What is your theory?

Im with charlie and angela. How does S-L have to do with fractured metatarsals?

I know 120 athletes who have used and some have been injured but as of yet no fractures.

Stress fractures are usually due to too high a volume coupled with too little recover and poor monitoring - completely the opposite of what a short to long philosophy promotes. Someone who is getting stress fractures from running 2 high intensity sessions of 500m a week is doing something seriously wrong or ignoring or not monitoring the status of their athletes (especially their feet - where you should stop immediately if they say they have a problem). Remember the whole point of coaching is to come up with your own sessions that fit what your athletes can do given your own circumstances not just copy some program you think is “short to long” that you saw on the internet.

Other less thought of reasons for stress fractures could be too little Vit D and also foot mechanic issues such as too high a rate of pronation at the end of range.

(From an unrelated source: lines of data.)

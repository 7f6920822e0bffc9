use scalegate::admin::{AdminServer, PKG_NAME, VERSION};
use scalegate::autoscale::{build_autoscalers, LoadSignal};
use scalegate::config::{Config, ScalingMode};
use scalegate::group::ScalingGroups;
use scalegate::host::HostLimits;
use scalegate::lifecycle::{LifecycleManager, LifecycleSettings};
use scalegate::metrics::{HttpLoadProbe, HttpMetricsSource, LoadProbe, MetricsSource};
use scalegate::pool::PoolConfig;
use scalegate::provider::{ComputeProvider, HttpComputeProvider};
use scalegate::proxy::{ProxyServer, ProxySettings};
use scalegate::router::HostRouter;
use scalegate::selector::build_selector;
use std::net::SocketAddr;
use std::path::PathBuf;
use std::sync::Arc;
use std::time::Duration;
use tokio::sync::watch;
use tracing::{error, info};

#[tokio::main]
async fn main() -> anyhow::Result<()> {
    tracing_subscriber::fmt()
        .with_env_filter(
            tracing_subscriber::EnvFilter::from_default_env()
                .add_directive("scalegate=debug".parse()?),
        )
        .init();

    let config_path = std::env::args()
        .nth(1)
        .map(PathBuf::from)
        .unwrap_or_else(|| PathBuf::from("scalegate.toml"));

    let config = Config::load(&config_path).map_err(|e| {
        error!(path = %config_path.display(), error = %e, "Failed to load configuration");
        e
    })?;

    info!(path = %config_path.display(), "Configuration loaded");
    print_startup_banner(&config);

    let (shutdown_tx, shutdown_rx) = watch::channel(false);

    let limits = HostLimits {
        max_connections: config.server.max_connections_per_host,
        max_queue_size: config.server.max_queue_size,
        problem_retry: config.server.problem_server_retry(),
    };
    let router = HostRouter::new(build_selector(&config.selector), limits);

    let lifecycle = match config.provider {
        Some(ref provider_config) => {
            let provider: Arc<dyn ComputeProvider> = Arc::new(HttpComputeProvider::new(provider_config)?);
            Some(
                LifecycleManager::new(
                    provider,
                    LifecycleSettings::from(provider_config),
                    shutdown_rx.clone(),
                )
                .await,
            )
        }
        None => None,
    };

    let groups = Arc::new(ScalingGroups::new(&config.groups, Arc::clone(&router), lifecycle));
    groups.bootstrap()?;

    let remote_signal = match config.metrics {
        Some(ref metrics_config) => {
            let metrics: Arc<dyn MetricsSource> = Arc::new(HttpMetricsSource::new(metrics_config)?);
            Some(LoadSignal::Remote {
                metrics,
                namespace: metrics_config.namespace.clone(),
            })
        }
        None => None,
    };
    let local_signal = if config.groups.iter().any(|g| g.mode == ScalingMode::Local) {
        let probe: Arc<dyn LoadProbe> = Arc::new(HttpLoadProbe::new(&config.local_probe)?);
        Some(LoadSignal::local(probe, &config.local_probe))
    } else {
        None
    };

    let autoscalers = build_autoscalers(groups.groups(), remote_signal, local_signal);
    info!(controllers = autoscalers.len(), "Starting autoscalers");
    for autoscaler in autoscalers {
        let shutdown = shutdown_rx.clone();
        tokio::spawn(autoscaler.run(shutdown));
    }

    let pool_config = PoolConfig {
        max_idle_per_host: config.server.pool_max_idle_per_host,
        idle_timeout: Duration::from_secs(config.server.pool_idle_timeout_secs),
    };

    let proxy_addr: SocketAddr = format!("{}:{}", config.server.bind, config.server.port)
        .parse()
        .map_err(|e| {
            error!(bind = %config.server.bind, port = config.server.port, error = %e, "Invalid bind address");
            anyhow::anyhow!("Invalid bind address: {}", e)
        })?;

    let proxy = ProxyServer::with_pool_config(proxy_addr, Arc::clone(&router), shutdown_rx.clone(), pool_config)
        .with_settings(ProxySettings::from_config(&config.server));
    let pool_stats = proxy.pool().stats();
    let proxy_handle = tokio::spawn(async move {
        if let Err(e) = proxy.run().await {
            error!(error = %e, "Proxy server error");
        }
    });

    let admin_handle = if config.server.admin_port > 0 {
        let admin_addr: SocketAddr = format!("127.0.0.1:{}", config.server.admin_port)
            .parse()
            .map_err(|e| {
                error!(admin_port = config.server.admin_port, error = %e, "Invalid admin bind address");
                anyhow::anyhow!("Invalid admin bind address: {}", e)
            })?;

        let admin_token = config.server.admin_token.clone().unwrap_or_else(|| {
            let token = uuid::Uuid::new_v4().to_string();
            info!(token = %token, "Generated admin API token (configure admin_token to set a fixed value)");
            token
        });

        let admin_server = AdminServer::new(
            admin_addr,
            Arc::clone(&router),
            Arc::clone(&groups),
            shutdown_rx.clone(),
            admin_token,
        );
        Some(tokio::spawn(async move {
            if let Err(e) = admin_server.run().await {
                error!(error = %e, "Admin server error");
            }
        }))
    } else {
        None
    };

    #[cfg(unix)]
    {
        use tokio::signal::unix::{signal, SignalKind};

        let mut sigterm = signal(SignalKind::terminate())?;
        tokio::select! {
            _ = tokio::signal::ctrl_c() => info!("Received SIGINT (Ctrl+C), shutting down..."),
            _ = sigterm.recv() => info!("Received SIGTERM, shutting down..."),
        }
    }

    #[cfg(not(unix))]
    {
        tokio::signal::ctrl_c().await?;
        info!("Received Ctrl+C, shutting down...");
    }

    let _ = shutdown_tx.send(true);

    let _ = tokio::time::timeout(Duration::from_secs(5), async {
        let _ = proxy_handle.await;
        if let Some(handle) = admin_handle {
            let _ = handle.await;
        }
    })
    .await;

    info!(
        total_requests = pool_stats.get_total_requests(),
        retries = pool_stats.get_retries(),
        "Proxy statistics"
    );

    for status in groups.status() {
        info!(
            group = status.name,
            current = status.current,
            desired = status.desired,
            "Final group state"
        );
    }

    info!("Shutdown complete");
    Ok(())
}

fn print_startup_banner(config: &Config) {
    info!(name = PKG_NAME, version = VERSION, "Starting load balancer");

    info!(
        bind = %config.server.bind,
        port = config.server.port,
        admin_port = config.server.admin_port,
        selector = ?config.selector.strategy,
        session_cookies = ?config.server.session_cookie_names,
        "Server configuration"
    );
    info!(
        max_connections_per_host = config.server.max_connections_per_host,
        max_queue_size = config.server.max_queue_size,
        problem_server_retry_secs = config.server.problem_server_retry_secs,
        max_attempts = config.server.max_attempts,
        request_timeout_secs = config.server.request_timeout_secs,
        "Request handling settings"
    );
    info!(
        pool_max_idle = config.server.pool_max_idle_per_host,
        pool_idle_timeout_secs = config.server.pool_idle_timeout_secs,
        "Connection pool settings"
    );

    for (id, group) in config.groups.iter().enumerate() {
        info!(
            group = group.label(id),
            mode = ?group.mode,
            image_id = %group.image_id,
            instance_type = %group.instance_type,
            min = group.min,
            max = group.max,
            scale = group.scale,
            scale_up_policies = group.scale_up.len(),
            scale_down_policies = group.scale_down.len(),
            "Configured scaling group"
        );
    }
}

Think things through critically and then make up your own mind about what training programme would be most appropriate for your athletes. What are the benefits of short to long vs what are the issues? Could you implement this in your current situation? Would your athletes benefit from this kind of focus?

Like I said, perhaps this is coincidental, but the programme was written with a lot of research and questioning on this forum. I have a very open mind on this and am very interested in learning what other have to say.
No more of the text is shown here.